[Items listed in a dataset]
--- START ---

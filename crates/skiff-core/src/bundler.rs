//! The bundler: plugin dispatch plus the three-stage pipeline.
//!
//! ## Architecture
//!
//! 1. **Graph** - expand entry inputs into a dependency graph
//! 2. **Chunks** - partition the graph into output chunks
//! 3. **Bundles** - produce the final payload for each chunk
//!
//! All three stages share one [`Context`] and delegate the actual work to
//! plugins through the dispatch methods on [`Bundler`]. Plugins are
//! consulted in the order they were registered; earlier plugins win.
//!
//! ## Usage
//!
//! ```ignore
//! use skiff_core::{BundleOptions, Bundler, FilePlugin};
//!
//! let bundler = Bundler::new().plugin(Box::new(FilePlugin));
//! let result = bundler.bundle(&["src/logo.svg".to_string()], BundleOptions::default())?;
//! for (output, bundle) in &result.bundles {
//!     std::fs::write(output, bundle.as_bytes())?;
//! }
//! ```

use crate::asset::{Asset, Graph};
use crate::chunks::Chunk;
use crate::context::{BundleOptions, Context};
use crate::emit::Bundles;
use crate::error::{Error, Result};
use crate::item::{Bundle, Item, Source};
use crate::plugin::{CreatedBundle, Plugin};
use rustc_hash::FxHashMap;
use std::path::{Path, PathBuf};
use tracing::trace;

/// Everything a pipeline run produced.
#[derive(Debug)]
pub struct BundleResult {
    /// In-memory transform cache, keyed by cache file path.
    pub cache: FxHashMap<PathBuf, Source>,
    /// The dependency graph.
    pub graph: Graph,
    /// Chunks in emission order.
    pub chunks: Vec<Chunk>,
    /// Emitted payloads, keyed by output path.
    pub bundles: Bundles,
}

/// The pipeline engine. Owns the ordered plugin list; all per-run state
/// lives in a [`Context`].
pub struct Bundler {
    plugins: Vec<Box<dyn Plugin>>,
}

impl Bundler {
    /// Create a bundler with no plugins registered.
    #[must_use]
    pub fn new() -> Self {
        Self {
            plugins: Vec::new(),
        }
    }

    /// Add a plugin. Registration order is dispatch order.
    #[must_use]
    pub fn plugin(mut self, plugin: Box<dyn Plugin>) -> Self {
        self.plugins.push(plugin);
        self
    }

    /// Add multiple plugins at once.
    #[must_use]
    pub fn plugins(mut self, plugins: Vec<Box<dyn Plugin>>) -> Self {
        self.plugins.extend(plugins);
        self
    }

    // ========================================================================
    // Pipeline
    // ========================================================================

    /// Run all three stages over a fresh context and return everything
    /// the run produced.
    pub fn bundle(&self, inputs: &[String], options: BundleOptions) -> Result<BundleResult> {
        let mut context = Context::new(self, options);
        self.build_graph(inputs, &mut context)?;
        self.build_chunks(inputs, &mut context)?;
        self.build_bundles(&mut context)?;
        Ok(BundleResult {
            cache: context.cache,
            graph: context.graph,
            chunks: context.chunks,
            bundles: context.bundles,
        })
    }

    /// Run only the graph stage.
    pub fn create_graph(&self, inputs: &[String], options: BundleOptions) -> Result<Graph> {
        let mut context = Context::new(self, options);
        self.build_graph(inputs, &mut context)?;
        Ok(context.graph)
    }

    /// Run only the chunk stage against an existing graph.
    pub fn create_chunks(
        &self,
        inputs: &[String],
        graph: Graph,
        options: BundleOptions,
    ) -> Result<Vec<Chunk>> {
        let mut context = Context::new(self, options);
        context.graph = graph;
        self.build_chunks(inputs, &mut context)?;
        Ok(context.chunks)
    }

    /// Run only the bundle stage against existing chunks and graph.
    pub fn create_bundles(
        &self,
        chunks: Vec<Chunk>,
        graph: Graph,
        options: BundleOptions,
    ) -> Result<Bundles> {
        let mut context = Context::new(self, options);
        context.graph = graph;
        context.chunks = chunks;
        self.build_bundles(&mut context)?;
        Ok(context.bundles)
    }

    // ========================================================================
    // Dispatch
    // ========================================================================

    /// Materialize the content of an input, memoized through
    /// [`Context::sources`].
    ///
    /// A missing underlying resource surfaces as
    /// [`Error::FileNotFound`]; every other plugin failure propagates
    /// unchanged.
    pub fn read_source(&self, input: &str, context: &mut Context<'_>) -> Result<Source> {
        if let Some(source) = context.sources.get(input) {
            return Ok(source.clone());
        }
        let item = Item::from_input(input);
        for plugin in &self.plugins {
            if !plugin.test(&item, context) {
                continue;
            }
            match plugin.read_source(input, context) {
                Ok(Some(source)) => {
                    trace!(plugin = plugin.name(), input, "read source");
                    context.sources.insert(input.to_string(), source.clone());
                    return Ok(source);
                }
                Ok(None) => {}
                Err(error) if error.is_not_found() => {
                    return Err(Error::FileNotFound(input.to_string()))
                }
                Err(error) => return Err(error),
            }
        }
        Err(Error::NoPlugin {
            operation: "read_source",
            input: input.to_string(),
        })
    }

    /// Chain the `transform_source` hook of every matching plugin over
    /// the item's source, starting from the memoized read.
    ///
    /// Not called by the stages; exists for plugin re-entry. The result
    /// is recomputed on every call.
    pub fn transform_source(
        &self,
        bundle_entry: &str,
        item: &Item,
        context: &mut Context<'_>,
    ) -> Result<Source> {
        let mut source = self.read_source(item.input(), context)?;
        for plugin in &self.plugins {
            if !plugin.test(item, context) {
                continue;
            }
            if let Some(transformed) =
                plugin.transform_source(bundle_entry, item, &source, context)?
            {
                trace!(plugin = plugin.name(), input = item.input(), "transformed source");
                source = transformed;
            }
        }
        Ok(source)
    }

    /// Ask the first claiming plugin to describe an item as an asset.
    pub fn create_asset(&self, item: &Item, context: &mut Context<'_>) -> Result<Asset> {
        for plugin in &self.plugins {
            if !plugin.test(item, context) {
                continue;
            }
            if let Some(asset) = plugin.create_asset(item, context)? {
                trace!(plugin = plugin.name(), input = item.input(), "created asset");
                return Ok(asset);
            }
        }
        Err(Error::NoPlugin {
            operation: "create_asset",
            input: item.input().to_string(),
        })
    }

    /// Ask the first claiming plugin to produce a chunk for an item.
    /// Plugins may push implicit entries onto `chunk_list`.
    pub fn create_chunk(
        &self,
        item: &Item,
        context: &mut Context<'_>,
        chunk_list: &mut Vec<Item>,
    ) -> Result<Chunk> {
        for plugin in &self.plugins {
            if !plugin.test(item, context) {
                continue;
            }
            if let Some(chunk) = plugin.create_chunk(item, context, chunk_list)? {
                trace!(plugin = plugin.name(), input = item.input(), "created chunk");
                return Ok(chunk);
            }
        }
        Err(Error::NoPlugin {
            operation: "create_chunk",
            input: item.input().to_string(),
        })
    }

    /// Ask the first claiming plugin for a chunk's payload, which may be
    /// the observation that the output is already fresh.
    pub fn create_bundle(
        &self,
        chunk: &Chunk,
        context: &mut Context<'_>,
    ) -> Result<CreatedBundle> {
        for plugin in &self.plugins {
            if !plugin.test(&chunk.item, context) {
                continue;
            }
            if let Some(created) = plugin.create_bundle(chunk, context)? {
                trace!(plugin = plugin.name(), input = chunk.item.input(), "created bundle");
                return Ok(created);
            }
        }
        Err(Error::NoPlugin {
            operation: "create_bundle",
            input: chunk.item.input().to_string(),
        })
    }

    /// Chain the `optimize_bundle` hook of every matching plugin over an
    /// emitted payload. Matching is gated on a probe item built from the
    /// output path.
    pub fn optimize_bundle(
        &self,
        output: &Path,
        bundle: Bundle,
        context: &mut Context<'_>,
    ) -> Result<Bundle> {
        let item = Item::from_input(output.display().to_string());
        let mut bundle = bundle;
        for plugin in &self.plugins {
            if !plugin.test(&item, context) {
                continue;
            }
            if let Some(optimized) = plugin.optimize_bundle(output, &bundle, context)? {
                trace!(plugin = plugin.name(), output = %output.display(), "optimized bundle");
                bundle = optimized;
            }
        }
        Ok(bundle)
    }
}

impl Default for Bundler {
    fn default() -> Self {
        Self::new()
    }
}
use std::fs::{self, File};
use std::io::{self, Write};
use std::path::Path;
use std::time::SystemTime;

/// Return the modification time of a file.
///
/// # Errors
/// Returns an error if the file cannot be stat'ed. Callers that treat a
/// missing file as a normal condition match on `ErrorKind::NotFound`.
pub fn mtime(path: &Path) -> io::Result<SystemTime> {
    fs::metadata(path)?.modified()
}

/// Atomically write bytes to a file by writing to a temp file then renaming.
///
/// Creates missing parent directories. The file will either have the old
/// contents or the new contents, never a partial write.
///
/// # Errors
/// Returns an error if the write or rename fails.
pub fn atomic_write(path: &Path, bytes: &[u8]) -> io::Result<()> {
    let parent = path.parent().unwrap_or(Path::new("."));
    fs::create_dir_all(parent)?;

    // Temp file in the same directory to ensure same filesystem for rename
    let mut temp_path = parent.to_path_buf();
    temp_path.push(format!(
        ".{}.tmp.{}",
        path.file_name().and_then(|n| n.to_str()).unwrap_or("file"),
        std::process::id()
    ));

    {
        let mut file = File::create(&temp_path)?;
        file.write_all(bytes)?;
        file.sync_all()?;
    }

    match fs::rename(&temp_path, path) {
        Ok(()) => Ok(()),
        Err(e) => {
            // On Windows, rename can fail if target exists. Try copy + remove as fallback.
            if cfg!(windows) {
                fs::copy(&temp_path, path)?;
                let _ = fs::remove_file(&temp_path);
                Ok(())
            } else {
                let _ = fs::remove_file(&temp_path);
                Err(e)
            }
        }
    }
}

--- END ---

Exercise description - Once you have checked the entries above, say how many lines include the word "over", and nothing beyond the number.

Your solution - 3